GRANADA CF / LOS HÉROES DEL ASCENSO

El cerebro del mediocampo

Abel Gómez fue la prolongación de Fabri sobre el terreno de juego, el gran ejecutor de sus ideas tanto a balón parado como corrido. Granadino de adopción, no dudó en firmar como rojiblanco. Suma seis ascensos en su carrera; el último le llevará de vuelta a Los Cármenes con el Lorca

JOSÉ IGNACIO CEJUDOGRANADA

Treinta minutos dedicó Abel Gómez a negociar su contrato con el Granada en su día. Presume de ello. Jugar en Los Cármenes suponía para él hacerlo en el equipo de su tierra pese a nacer sevillano: llegó con tres meses a Granada y esta lo hizo suyo. Con trece años volvió allí donde vino al mundo, fichado por el Sevilla Atlético tras destacar en el Atlético Monachil y tener un paso intermedio por el Granada 74, para poder acabar el colegio. En el verano de 2010 se le abrieron las puertas de volver a Monachil con sus padres y no tardó ni una hora en decidirse.

Volvió con 28 años tras jugar en Primera con el Murcia y el Xerez y vivir un episodio desagradable en el Steaua de Bucarest. Abel Gómez fue la brújula de aquel equipo que retornó a la cima del fútbol. Un ordenador ya fuera en el doble pivote junto a Mikel Rico o en la mediapunta y un estratega a balón parado. Jugó más de cuarenta partidos e hizo tres goles además de dar unas cuantas asistencias, bonitas como la que dio de tacón a Geijo en Balaídos.
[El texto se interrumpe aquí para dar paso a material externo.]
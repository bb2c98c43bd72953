//! Splash screen, shown while the session check is in flight.

use ratatui::Frame;
use ratatui::layout::{Alignment, Constraint, Flex, Layout};
use ratatui::style::{Color, Modifier, Style};
use ratatui::text::{Line, Text};
use ratatui::widgets::Paragraph;

pub const LOGO_NAME: &str = r#"
  ███████╗ ██████╗   ██████╗  ████████╗ ██╗ ██╗      ██╗ ██╗  ██╗ ███████╗
  ██╔════╝ ██╔══██╗ ██╔═══██╗ ╚══██╔══╝ ██║ ██║      ██║ ██║ ██╔╝ ██╔════╝
  ███████╗ ██████╔╝ ██║   ██║    ██║    ██║ ██║      ██║ █████╔╝  █████╗
  ╚════██║ ██╔═══╝  ██║   ██║    ██║    ██║ ██║      ██║ ██╔═██╗  ██╔══╝
  ███████║ ██║      ╚██████╔╝    ██║    ██║ ███████╗ ██║ ██║  ██╗ ███████╗
  ╚══════╝ ╚═╝       ╚═════╝     ╚═╝    ╚═╝ ╚══════╝ ╚═╝ ╚═╝  ╚═╝ ╚══════╝
"#;

const SPINNER: [&str; 4] = ["◐", "◓", "◑", "◒"];

fn status_line(tick: usize) -> Line<'static> {
    Line::styled(
        format!(
            "{} Checking session...   v{}",
            SPINNER[tick % SPINNER.len()],
            env!("CARGO_PKG_VERSION")
        ),
        Style::default().fg(Color::Gray),
    )
}

pub fn render_splash(f: &mut Frame, tick: usize) {
    let logo = Text::styled(
        LOGO_NAME.trim_matches('\n'),
        Style::default()
            .fg(Color::LightGreen)
            .add_modifier(Modifier::BOLD),
    );
    let logo_height = logo.height() as u16;

    let [logo_area, _, status_area] = Layout::vertical([
        Constraint::Length(logo_height),
        Constraint::Length(1),
        Constraint::Length(1),
    ])
    .flex(Flex::Center)
    .areas(f.area());

    f.render_widget(Paragraph::new(logo).alignment(Alignment::Center), logo_area);
    f.render_widget(
        Paragraph::new(status_line(tick)).alignment(Alignment::Center),
        status_area,
    );
}
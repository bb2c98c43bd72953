//! Mood selector strip

use super::super::state::DashboardState;
use super::super::utils::emotion_color;
use crate::mood::Emotion;
use ratatui::Frame;
use ratatui::prelude::{Color, Modifier, Style};
use ratatui::text::{Line, Span};
use ratatui::widgets::{Block, BorderType, Borders, Paragraph};

pub fn render_mood_bar(f: &mut Frame, area: ratatui::layout::Rect, state: &DashboardState) {
    let selected = state.view.mood;
    let mut spans = vec![mood_span("0", "all", Color::Gray, selected.is_none())];

    for (i, emotion) in Emotion::all().into_iter().enumerate() {
        spans.push(Span::raw(" "));
        spans.push(mood_span(
            &(i + 1).to_string(),
            &format!("{} {}", emotion.emoji(), emotion),
            emotion_color(emotion),
            selected == Some(emotion),
        ));
    }

    let title = match selected {
        Some(mood) => format!("MOOD: {}", mood.to_string().to_uppercase()),
        None => "MOOD: SERVER ORDER".to_string(),
    };
    let block = Block::default()
        .title(title)
        .borders(Borders::ALL)
        .border_type(BorderType::Rounded)
        .border_style(Style::default().fg(Color::Cyan));

    f.render_widget(Paragraph::new(Line::from(spans)).block(block), area);
}

fn mood_span(key: &str, label: &str, color: Color, active: bool) -> Span<'static> {
    let style = if active {
        Style::default()
            .fg(Color::Black)
            .bg(color)
            .add_modifier(Modifier::BOLD)
    } else {
        Style::default().fg(color)
    };
    Span::styled(format!("[{}] {}", key, label), style)
}
// ---------------------------------------------------------------------
// Policy
// ---------------------------------------------------------------------

pub fn validate_policy(value: &Value, taxonomy: &Taxonomy) -> VResult<Policy> {
    let map = obj(value, "policy must be an object")?;
    let policy_keys = str_list(
        field(map, "policyKeys", "policy must define policyKeys and legalTuples")?,
        "policy.policyKeys must be an array of strings",
    )?;
    let legal_tuples_value = field(map, "legalTuples", "policy must define policyKeys and legalTuples")?;
    let legal_tuples_raw = arr(legal_tuples_value, "policy.legalTuples must be an array")?;

    let taxonomy_keys: HashSet<&String> = taxonomy.keys.iter().collect();
    ensure(unique(&policy_keys), "policy.policyKeys must be unique")?;
    ensure(
        policy_keys.iter().collect::<HashSet<_>>().is_subset(&taxonomy_keys),
        "policyKeys must be subset of taxonomy.keys",
    )?;

    let required: HashSet<&String> = policy_keys.iter().collect();
    let mut legal_tuples = Vec::with_capacity(legal_tuples_raw.len());
    for (idx, tup) in legal_tuples_raw.iter().enumerate() {
        let validated = validate_tuple_tokens(tup, taxonomy, &format!("policy.legalTuples[{idx}]"))?;
        let given: HashSet<&String> = validated.keys().collect();
        ensure(required.is_subset(&given), "policy.legalTuples entries must include all policyKeys")?;
        let raw_tuple: HashMap<String, Value> = validated.into_iter().map(|(k, v)| (k, Value::String(v))).collect();
        legal_tuples.push(raw_tuple);
    }

    Ok(Policy { policy_keys, legal_tuples })
}

// ---------------------------------------------------------------------
// Component graph
// ---------------------------------------------------------------------

pub fn validate_component_graph(value: &Value) -> VResult<ComponentGraph> {
    let map = obj(value, "componentGraph must be an object")?;
    for required_field in ["rootABIE", "abies", "asbies", "bbies"] {
        ensure(map.contains_key(required_field), &format!("componentGraph.{required_field} is required"))?;
    }

    let root_abie = non_empty_string(&map["rootABIE"], "componentGraph.rootABIE must be non-empty string")?.to_string();
    let abies_raw = arr(&map["abies"], "componentGraph lists must be arrays")?;
    let asbies_raw = arr(&map["asbies"], "componentGraph lists must be arrays")?;
    let bbies_raw = arr(&map["bbies"], "componentGraph lists must be arrays")?;

    let rules = match map.get("rules") {
        Some(v) => {
            let rules_map = obj(v, "componentGraph.rules must be object")?;
            let rounds = match rules_map.get("maxFixpointRounds") {
                Some(r) => {
                    let n = r.as_u64().ok_or("componentGraph.rules.maxFixpointRounds must be positive integer")?;
                    ensure(n > 0, "componentGraph.rules.maxFixpointRounds must be positive integer")?;
                    n
                }
                None => 8,
            };
            GraphRules { max_fixpoint_rounds: rounds }
        }
        None => GraphRules::default(),
    };

    let mut abies = Vec::with_capacity(abies_raw.len());
    let mut abie_ids = Vec::with_capacity(abies_raw.len());
    for (idx, abie_value) in abies_raw.iter().enumerate() {
        let abie_map = obj(abie_value, &format!("componentGraph.abies[{idx}] must be object"))?;
        let id = non_empty_string(
            abie_map.get("id").ok_or("missing id")?,
            &format!("componentGraph.abies[{idx}].id is required"),
        )?
        .to_string();
        let children_bbie = match abie_map.get("childrenBBIE") {
            Some(v) => str_list(v, &format!("componentGraph.abies[{idx}].childrenBBIE must be array of strings"))?,
            None => Vec::new(),
        };
        let children_asbie = match abie_map.get("childrenASBIE") {
            Some(v) => str_list(v, &format!("componentGraph.abies[{idx}].childrenASBIE must be array of strings"))?,
            None => Vec::new(),
        };
        abie_ids.push(id.clone());
        abies.push(AbieDef { id, children_bbie, children_asbie });
    }

    let mut asbies = Vec::with_capacity(asbies_raw.len());
    let mut asbie_ids = Vec::with_capacity(asbies_raw.len());
    for (idx, asbie_value) in asbies_raw.iter().enumerate() {
        let asbie_map = obj(asbie_value, &format!("componentGraph.asbies[{idx}] must be object"))?;
        let id = non_empty_string(
            asbie_map.get("id").ok_or("missing id")?,
            &format!("componentGraph.asbies[{idx}].id is required"),
        )?
        .to_string();
        let source_abie = string(
            asbie_map.get("sourceABIE").ok_or("missing sourceABIE")?,
            &format!("componentGraph.asbies[{idx}].sourceABIE is required"),
        )?
        .to_string();
        let target_abie = string(
            asbie_map.get("targetABIE").ok_or("missing targetABIE")?,
            &format!("componentGraph.asbies[{idx}].targetABIE is required"),
        )?
        .to_string();
        asbie_ids.push(id.clone());
        asbies.push(AsbieDef { id, source_abie, target_abie });
    }

    let mut bbies = Vec::with_capacity(bbies_raw.len());
    let mut bbie_ids = Vec::with_capacity(bbies_raw.len());
    for (idx, bbie_value) in bbies_raw.iter().enumerate() {
        let bbie_map = obj(bbie_value, &format!("componentGraph.bbies[{idx}] must be object"))?;
        let id = non_empty_string(
            bbie_map.get("id").ok_or("missing id")?,
            &format!("componentGraph.bbies[{idx}].id is required"),
        )?
        .to_string();
        let owner_abie = string(
            bbie_map.get("ownerABIE").ok_or("missing ownerABIE")?,
            &format!("componentGraph.bbies[{idx}].ownerABIE is required"),
        )?
        .to_string();
        bbie_ids.push(id.clone());
        bbies.push(BbieDef { id, owner_abie });
    }

    let mut all_ids = Vec::new();
    all_ids.extend(abie_ids.iter().cloned());
    all_ids.extend(asbie_ids.iter().cloned());
    all_ids.extend(bbie_ids.iter().cloned());
    ensure(unique(&all_ids), "component graph IDs are globally unique")?;

    let abie_set: HashSet<&String> = abie_ids.iter().collect();
    let asbie_set: HashSet<&String> = asbie_ids.iter().collect();
    let bbie_set: HashSet<&String> = bbie_ids.iter().collect();
    ensure(abie_set.contains(&root_abie), "componentGraph.rootABIE must reference an ABIE id")?;

    for (idx, asbie) in asbies.iter().enumerate() {
        ensure(
            abie_set.contains(&asbie.source_abie),
            &format!("componentGraph.asbies[{idx}].sourceABIE must resolve to ABIE id"),
        )?;
        ensure(
            abie_set.contains(&asbie.target_abie),
            &format!("componentGraph.asbies[{idx}].targetABIE must resolve to ABIE id"),
        )?;
    }
    for (idx, bbie) in bbies.iter().enumerate() {
        ensure(
            abie_set.contains(&bbie.owner_abie),
            &format!("componentGraph.bbies[{idx}].ownerABIE must resolve to ABIE id"),
        )?;
    }
    for (idx, abie) in abies.iter().enumerate() {
        for child in &abie.children_asbie {
            ensure(
                asbie_set.contains(child),
                &format!("componentGraph.abies[{idx}].childrenASBIE must resolve to ASBIE ids"),
            )?;
        }
        for child in &abie.children_bbie {
            ensure(
                bbie_set.contains(child),
                &format!("componentGraph.abies[{idx}].childrenBBIE must resolve to BBIE ids"),
            )?;
        }
    }

    Ok(ComponentGraph { root_abie, abies, asbies, bbies, rules })
}
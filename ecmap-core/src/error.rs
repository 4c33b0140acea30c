//! The closed error taxonomy every pipeline entry point funnels failures
//! into, and the internal error types the individual steps raise before
//! being enveloped by an orchestrator.

use serde::{Deserialize, Serialize};
use serde_json::{Map, Value};
use snafu::Snafu;

/// One of the five closed failure classes a pipeline can terminate with.
#[derive(Debug, Clone, Copy, PartialEq, Eq, Serialize, Deserialize)]
pub enum ErrorClass {
    Validation,
    Step1,
    Step2,
    Step3,
    Step4,
}

/// A terminal, three-field error value. Any component returning an
/// `Envelope` means the pipeline aborts; no partial artifact set is ever
/// emitted alongside one.
#[derive(Debug, Clone, Serialize, Deserialize)]
pub struct Envelope {
    pub error: ErrorClass,
    pub reason: String,
    #[serde(default)]
    pub details: Map<String, Value>,
}

impl Envelope {
    pub fn new(error: ErrorClass, reason: impl Into<String>, details: Map<String, Value>) -> Self {
        Self { error, reason: reason.into(), details }
    }

    /// Shorthand for the common `{"stage": "..."}` details shape.
    pub fn with_stage(error: ErrorClass, reason: impl Into<String>, stage: &str) -> Self {
        let mut details = Map::new();
        details.insert("stage".to_string(), Value::String(stage.to_string()));
        Self::new(error, reason, details)
    }

    /// Shorthand for `{"section": "..."}`, used by the Validation class.
    pub fn with_section(reason: impl Into<String>, section: &str) -> Self {
        let mut details = Map::new();
        details.insert("section".to_string(), Value::String(section.to_string()));
        Self::new(ErrorClass::Validation, reason, details)
    }
}

/// Internal failure raised by validation and the steps before it has been
/// wrapped in an [`Envelope`] by an orchestrator. Kept separate from
/// `Envelope` so that callers deep in the algebra never need to know which
/// step they are running in.
#[derive(Debug, Snafu)]
pub enum CoreError {
    #[snafu(display("{message}"))]
    Validation { message: String },

    #[snafu(display("missing required field: {field}"))]
    Runtime { field: String },

    #[snafu(display("ABIE dependency graph has a cycle"))]
    Cycle,
}

impl CoreError {
    pub fn validation(message: impl Into<String>) -> Self {
        CoreError::Validation { message: message.into() }
    }

    pub fn runtime(field: impl Into<String>) -> Self {
        CoreError::Runtime { field: field.into() }
    }

    /// The `details.stage` an envelope built from this error should carry.
    pub fn stage(&self) -> &'static str {
        match self {
            CoreError::Validation { .. } => "validation",
            CoreError::Runtime { .. } => "runtime",
            CoreError::Cycle => "cycle",
        }
    }
}

/// Result alias used throughout the semantic-validation layer, where the
/// failure is always a plain message destined for an [`Envelope`]'s
/// `reason` field.
pub type VResult<T> = Result<T, String>;

pub(crate) fn ensure(condition: bool, message: impl Into<String>) -> VResult<()> {
    if condition {
        Ok(())
    } else {
        Err(message.into())
    }
}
Recuerda muy bien aquella temporada. «Fue un año importante: se formó un gran equipo, un gran grupo sobre todo. Teníamos un vestuario espectacular. A pesar de que tuvimos dificultades al principio, cogimos confianza y la gente fue dando un nivel muy alto», repasa. «Fueron muchos momentos muy bonitos, a nadie se le va a olvidar el último tramo de temporada. Sufrimos muchísimo pero no se me olvidará el ambiente de Los Cármenes en aquellos dos últimos partidos», asegura echando la vista atrás. Deja una clave de esa fiesta: «La afición estaba entregada al equipo y el equipo a la afición; veían un grupo entregado a muerte». Ascendieron.

Se despidió a la sombra de Carlos Martins y tras lograr la agónica salvación de Vallecas. Su salida fue «triste», tras tanto vivido. «El club toma la decisión de reforzarse otra manera y no quedó otra opción». Cambió la Alhambra por la Mezquita de Córdoba. «En el primer año no se cumplieron las expectativas pero al siguiente conseguimos un ascenso a Primera muy importante. Fueron tres años muy bonitos, me quedo con el cariño de la gente», rememora.

Aquel curso en la máxima categoría dejó heridas en El Arcángel, traicionado el bloque que logró la hazaña. Así lo sintió Abel, que salió al curso siguiente para jugar en el Cádiz en Segunda B. Bajaba dos categorías pero asumía un reto enorme en el que ser protagonista. Volvió a conseguirlo: su quinto ascenso, esta vez a Segunda, tras lograrlo en Murcia, Jerez, Granada y Córdoba. En la campaña todavía vigente empezó jugando de inicio, pero dejó de hacerlo. Apareció el Lorca, donde ha logrado otro ascenso a Segunda con David Vidal, quien es «tal y como se muestra en televisión».

Mensaje al Granada

Abel Gómez confiesa que sus ascensos no tienen más secretos que «mantener viva la llama a base de trabajo y sacrificio». Tiene todos los títulos de entrenador, y hasta de director deportivo. Le queda por cumplir el sueño de compartir vestuario con su hermano Moi, en el Motril. Manda un mensaje al Granada y al granadinismo: «Descender es un palo muy grande pero tiene que hacer a la gente más fuerte. Se debe hacer un buen grupo y que la afición se identifique. El que vaya a Los Cármenes tiene que ver a un equipo que se deja la vida».